======== Exercise input

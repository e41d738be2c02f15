//! Identifier-indexed, execution-time-ordered store of [`Batch`]es.
//!
//! Batches live under stable keys that are never reused. The tag index maps a
//! tag to its key and the ordering vector holds keys sorted by execution
//! time, so removing or moving one batch never renumbers the others.

use std::{
    collections::HashMap,
    time::{Duration, Instant},
};

use crate::{Action, Batch, BatchHandle};

#[derive(Debug, Clone, Copy, PartialEq, Eq, Hash, PartialOrd, Ord)]
pub struct BatchKey(u64);

/// Outcome of [`BatchRegistry::register`].
#[derive(Debug, Clone, Copy, PartialEq, Eq)]
pub enum Registration {
    /// No batch used the tag; a new one was inserted.
    Created,
    /// Same tag and interval; the action joined the existing batch.
    Merged,
    /// Same tag, different interval; the old batch was discarded.
    Replaced,
    /// The interval was zero or the tag is reserved; nothing changed.
    Rejected,
}

/// A batch picked up by a due pass.
#[derive(Debug, Clone)]
pub struct DueBatch {
    pub key: BatchKey,
    pub tag: String,
    pub handle: BatchHandle,
}

#[derive(Debug, Default)]
pub struct BatchRegistry {
    next_key: u64,
    batches: HashMap<BatchKey, Batch>,
    keys_by_tag: HashMap<String, BatchKey>,
    order: Vec<BatchKey>,
}

impl BatchRegistry {
    pub fn new() -> Self {
        Self::default()
    }

    pub fn len(&self) -> usize {
        self.batches.len()
    }

    pub fn is_empty(&self) -> bool {
        self.batches.is_empty()
    }

    pub fn contains(&self, tag: &str) -> bool {
        self.keys_by_tag.contains_key(tag)
    }

    pub fn get(&self, tag: &str) -> Option<&Batch> {
        self.keys_by_tag
            .get(tag)
            .and_then(|key| self.batches.get(key))
    }

    /// Merges `action` into the batch registered under `tag` when the
    /// intervals match, otherwise installs a fresh batch due at
    /// `now + interval`.
    pub fn register(
        &mut self,
        action: Action,
        interval: Duration,
        tag: &str,
        looping: bool,
        now: Instant,
    ) -> Registration {
        if interval.is_zero() {
            return Registration::Rejected;
        }

        if let Some(batch) = self.get(tag).filter(|batch| batch.interval() == interval) {
            batch.add_action(action);
            return Registration::Merged;
        }

        let replaced = self.cancel(tag).is_some();
        let batch = Batch::new(tag, interval, looping, now + interval, action);
        self.insert(batch);

        if replaced {
            Registration::Replaced
        } else {
            Registration::Created
        }
    }

    /// Removes the batch registered under `tag` and invalidates its handle so
    /// an in-flight pass will not run it. Unknown tags are ignored.
    pub fn cancel(&mut self, tag: &str) -> Option<Batch> {
        let key = self.keys_by_tag.remove(tag)?;
        self.order.retain(|ordered| *ordered != key);
        let batch = self.batches.remove(&key)?;
        batch.handle().invalidate();
        Some(batch)
    }

    /// Every batch due at `now`, in ascending execution-time order.
    pub fn due(&self, now: Instant) -> Vec<DueBatch> {
        self.order
            .iter()
            .map_while(|key| {
                let batch = self.batches.get(key)?;
                batch.is_due(now).then(|| DueBatch {
                    key: *key,
                    tag: batch.tag().to_string(),
                    handle: batch.handle(),
                })
            })
            .collect()
    }

    /// Finishes a batch after its pass: looping batches move to
    /// `now + interval`, one-shot batches leave the registry. Keys cancelled
    /// or replaced while the batch ran are ignored.
    pub fn complete(&mut self, key: BatchKey, now: Instant) {
        let Some(batch) = self.batches.get_mut(&key) else {
            return;
        };

        if !batch.is_looping() {
            let tag = batch.tag().to_string();
            self.cancel(&tag);
            return;
        }

        batch.advance(now);
        self.order.retain(|ordered| *ordered != key);
        self.insert_key(key);
    }

    /// Earliest execution time across all batches.
    pub fn next_wake(&self) -> Option<Instant> {
        self.order
            .first()
            .and_then(|key| self.batches.get(key))
            .map(Batch::execution_time)
    }

    /// Batches in execution order.
    pub fn iter(&self) -> impl Iterator<Item = &Batch> {
        self.order.iter().filter_map(|key| self.batches.get(key))
    }

    pub fn tags(&self) -> Vec<String> {
        self.iter().map(|batch| batch.tag().to_string()).collect()
    }

    fn insert(&mut self, batch: Batch) -> BatchKey {
        let key = BatchKey(self.next_key);
        self.next_key += 1;
        self.keys_by_tag.insert(batch.tag().to_string(), key);
        self.batches.insert(key, batch);
        self.insert_key(key);
        key
    }

    /// Places `key` after every batch due at or before it, so equal times
    /// keep insertion order.
    fn insert_key(&mut self, key: BatchKey) {
        let Some(time) = self.batches.get(&key).map(Batch::execution_time) else {
            return;
        };
        let position = self.order.partition_point(|ordered| {
            self.batches
                .get(ordered)
                .is_some_and(|batch| batch.execution_time() <= time)
        });
        self.order.insert(position, key);
    }
}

================

Work item. Write each entry out again, exactly as it reads above.

Answer for the task.
repository e41d738be2c02f15
//! Identifier-indexed, execution-time-ordered store of [`Batch`]es.
//!
//! Batches live under stable keys that are never reused. The tag index maps a
//! tag to its key and the ordering vector holds keys sorted by execution
//! time, so removing or moving one batch never renumbers the others.

use std::{
    collections::HashMap,
    time::{Duration, Instant},
};

use crate::{Action, Batch, BatchHandle};

#[derive(Debug, Clone, Copy, PartialEq, Eq, Hash, PartialOrd, Ord)]
pub struct BatchKey(u64);

/// Outcome of [`BatchRegistry::register`].
#[derive(Debug, Clone, Copy, PartialEq, Eq)]
pub enum Registration {
    /// No batch used the tag; a new one was inserted.
    Created,
    /// Same tag and interval; the action joined the existing batch.
    Merged,
    /// Same tag, different interval; the old batch was discarded.
    Replaced,
    /// The interval was zero or the tag is reserved; nothing changed.
    Rejected,
}

/// A batch picked up by a due pass.
#[derive(Debug, Clone)]
pub struct DueBatch {
    pub key: BatchKey,
    pub tag: String,
    pub handle: BatchHandle,
}

#[derive(Debug, Default)]
pub struct BatchRegistry {
    next_key: u64,
    batches: HashMap<BatchKey, Batch>,
    keys_by_tag: HashMap<String, BatchKey>,
    order: Vec<BatchKey>,
}

impl BatchRegistry {
    pub fn new() -> Self {
        Self::default()
    }

    pub fn len(&self) -> usize {
        self.batches.len()
    }

    pub fn is_empty(&self) -> bool {
        self.batches.is_empty()
    }

    pub fn contains(&self, tag: &str) -> bool {
        self.keys_by_tag.contains_key(tag)
    }

    pub fn get(&self, tag: &str) -> Option<&Batch> {
        self.keys_by_tag
            .get(tag)
            .and_then(|key| self.batches.get(key))
    }

    /// Merges `action` into the batch registered under `tag` when the
    /// intervals match, otherwise installs a fresh batch due at
    /// `now + interval`.
    pub fn register(
        &mut self,
        action: Action,
        interval: Duration,
        tag: &str,
        looping: bool,
        now: Instant,
    ) -> Registration {
        if interval.is_zero() {
            return Registration::Rejected;
        }

        if let Some(batch) = self.get(tag).filter(|batch| batch.interval() == interval) {
            batch.add_action(action);
            return Registration::Merged;
        }

        let replaced = self.cancel(tag).is_some();
        let batch = Batch::new(tag, interval, looping, now + interval, action);
        self.insert(batch);

        if replaced {
            Registration::Replaced
        } else {
            Registration::Created
        }
    }

    /// Removes the batch registered under `tag` and invalidates its handle so
    /// an in-flight pass will not run it. Unknown tags are ignored.
    pub fn cancel(&mut self, tag: &str) -> Option<Batch> {
        let key = self.keys_by_tag.remove(tag)?;
        self.order.retain(|ordered| *ordered != key);
        let batch = self.batches.remove(&key)?;
        batch.handle().invalidate();
        Some(batch)
    }

    /// Every batch due at `now`, in ascending execution-time order.
    pub fn due(&self, now: Instant) -> Vec<DueBatch> {
        self.order
            .iter()
            .map_while(|key| {
                let batch = self.batches.get(key)?;
                batch.is_due(now).then(|| DueBatch {
                    key: *key,
                    tag: batch.tag().to_string(),
                    handle: batch.handle(),
                })
            })
            .collect()
    }

    /// Finishes a batch after its pass: looping batches move to
    /// `now + interval`, one-shot batches leave the registry. Keys cancelled
    /// or replaced while the batch ran are ignored.
    pub fn complete(&mut self, key: BatchKey, now: Instant) {
        let Some(batch) = self.batches.get_mut(&key) else {
            return;
        };

        if !batch.is_looping() {
            let tag = batch.tag().to_string();
            self.cancel(&tag);
            return;
        }

        batch.advance(now);
        self.order.retain(|ordered| *ordered != key);
        self.insert_key(key);
    }

    /// Earliest execution time across all batches.
    pub fn next_wake(&self) -> Option<Instant> {
        self.order
            .first()
            .and_then(|key| self.batches.get(key))
            .map(Batch::execution_time)
    }

    /// Batches in execution order.
    pub fn iter(&self) -> impl Iterator<Item = &Batch> {
        self.order.iter().filter_map(|key| self.batches.get(key))
    }

    pub fn tags(&self) -> Vec<String> {
        self.iter().map(|batch| batch.tag().to_string()).collect()
    }

    fn insert(&mut self, batch: Batch) -> BatchKey {
        let key = BatchKey(self.next_key);
        self.next_key += 1;
        self.keys_by_tag.insert(batch.tag().to_string(), key);
        self.batches.insert(key, batch);
        self.insert_key(key);
        key
    }

    /// Places `key` after every batch due at or before it, so equal times
    /// keep insertion order.
    fn insert_key(&mut self, key: BatchKey) {
        let Some(time) = self.batches.get(&key).map(Batch::execution_time) else {
            return;
        };
        let position = self.order.partition_point(|ordered| {
            self.batches
                .get(ordered)
                .is_some_and(|batch| batch.execution_time() <= time)
        });
        self.order.insert(position, key);
    }
}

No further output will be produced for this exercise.